Almourol Castle

Almourol Castle

Almourol Castle is a massive medieval fortress, situated on a small rocky island of the same name in the middle of the river Tejo in Portugal. The castle is one of the biggest attractions in this part of Central Portugal. It stands alone on the island between the villages of Vila Nova to Barquinha and to Ribateyo Praia and is undoubtedly one of the most beautiful castles and authentic.

There are no scientific justifications exactly where the name, Almourol, originates, making it difficult to explain what it means. The most widely accepted theory is that the name comes from the Arabic word almoran, which translates as, high stone. This hypothesis is quite tenable given the location of Almourol Castle as it is built of massive granite blocks 18 meters above the ground.

The dimensions of Almourol reaches 310 meters long, 75 meters wide and its highest parts reaching 18 m in height. The first information about the fortress is associated with Roman times, when a stranger seized the Portuguese territory in 1129 and Almoral already existed under this name as a fortification. Excavations around the palace have revealed many artifacts dating from the Roman period, that being mainly coins and various medieval medals.

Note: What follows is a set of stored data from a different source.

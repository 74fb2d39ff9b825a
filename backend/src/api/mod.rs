//! REST API module.
//!
//! Handlers forward route parameters and bodies to the validators, call the
//! repository, and wrap the result in a single-key JSON object such as
//! `{ "article": { ... } }`.

mod articles;
mod comments;
mod endpoints;
mod topics;
mod users;

pub use articles::*;
pub use comments::*;
pub use endpoints::*;
pub use topics::*;
pub use users::*;

use std::collections::HashMap;

use axum::{
    extract::{
        rejection::{JsonRejection, QueryRejection},
        Query,
    },
    http::StatusCode,
    response::{IntoResponse, Response},
    Json,
};
use serde::{ser::SerializeMap, Serialize, Serializer};
use serde_json::Value;

use crate::errors::AppError;

/// A response body holding one named value, sent with `status`.
#[derive(Debug)]
pub struct Envelope<T> {
    status: StatusCode,
    key: &'static str,
    value: T,
}

impl<T: Serialize> Serialize for Envelope<T> {
    fn serialize<S: Serializer>(&self, serializer: S) -> Result<S::Ok, S::Error> {
        let mut map = serializer.serialize_map(Some(1))?;
        map.serialize_entry(self.key, &self.value)?;
        map.end()
    }
}

impl<T: Serialize> IntoResponse for Envelope<T> {
    fn into_response(self) -> Response {
        (self.status, Json(&self)).into_response()
    }
}

/// Response type that can be either success or error.
pub type ApiResult<T> = Result<Envelope<T>, AppError>;

/// 200 with `{ key: value }`.
pub fn ok<T: Serialize>(key: &'static str, value: T) -> ApiResult<T> {
    Ok(Envelope {
        status: StatusCode::OK,
        key,
        value,
    })
}

/// 201 with `{ key: value }`.
pub fn created<T: Serialize>(key: &'static str, value: T) -> ApiResult<T> {
    Ok(Envelope {
        status: StatusCode::CREATED,
        key,
        value,
    })
}

/// Unwrap a JSON body, turning framework rejections into `{msg}` errors.
///
/// A request without a JSON content type is treated as an empty object so
/// the validators report which fields are missing.
pub(crate) fn json_body(body: Result<Json<Value>, JsonRejection>) -> Result<Value, AppError> {
    match body {
        Ok(Json(value)) => Ok(value),
        Err(JsonRejection::MissingJsonContentType(_)) => Ok(Value::Object(Default::default())),
        Err(rejection) => {
            tracing::debug!("Rejected request body: {}", rejection.body_text());
            Err(AppError::bad_request("invalid request body"))
        }
    }
}

/// Unwrap a query string into raw key/value pairs.
pub(crate) fn query_params(
    query: Result<Query<HashMap<String, String>>, QueryRejection>,
) -> Result<HashMap<String, String>, AppError> {
    match query {
        Ok(Query(params)) => Ok(params),
        Err(rejection) => {
            tracing::debug!("Rejected query string: {}", rejection.body_text());
            Err(AppError::bad_request("invalid query"))
        }
    }
}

During the reign of Alfonso I, Almourol was in possession of the Moors during the period of Reconquista, later the castle played a key role in the control of trade routes for oil, wheat, pork, fruit and timber between different regions in Lisbon.


A little later the strategic placement of Almourol Castle fell into the hands of the Knights Templar. At that time they had a responsibility to protect the ancient capital – Coimbra. Templar shed a lot of work and means to strengthen the castle and as a result of their work it Almourol Castle remains to this day. On the main gate of the palace appears a plaque which tells it was completed in 1171 - just two years after the construction of the castle in Tomar. These two castles are distinguished by their similar structures of quadrangular design with massive and high defensive walls and nine observation towers.

In the 20th century, Almourol Castle was adapted as a state residence. It was basically restored between 1940 and 1950. The palace is currently owned by the MoD in Portugal.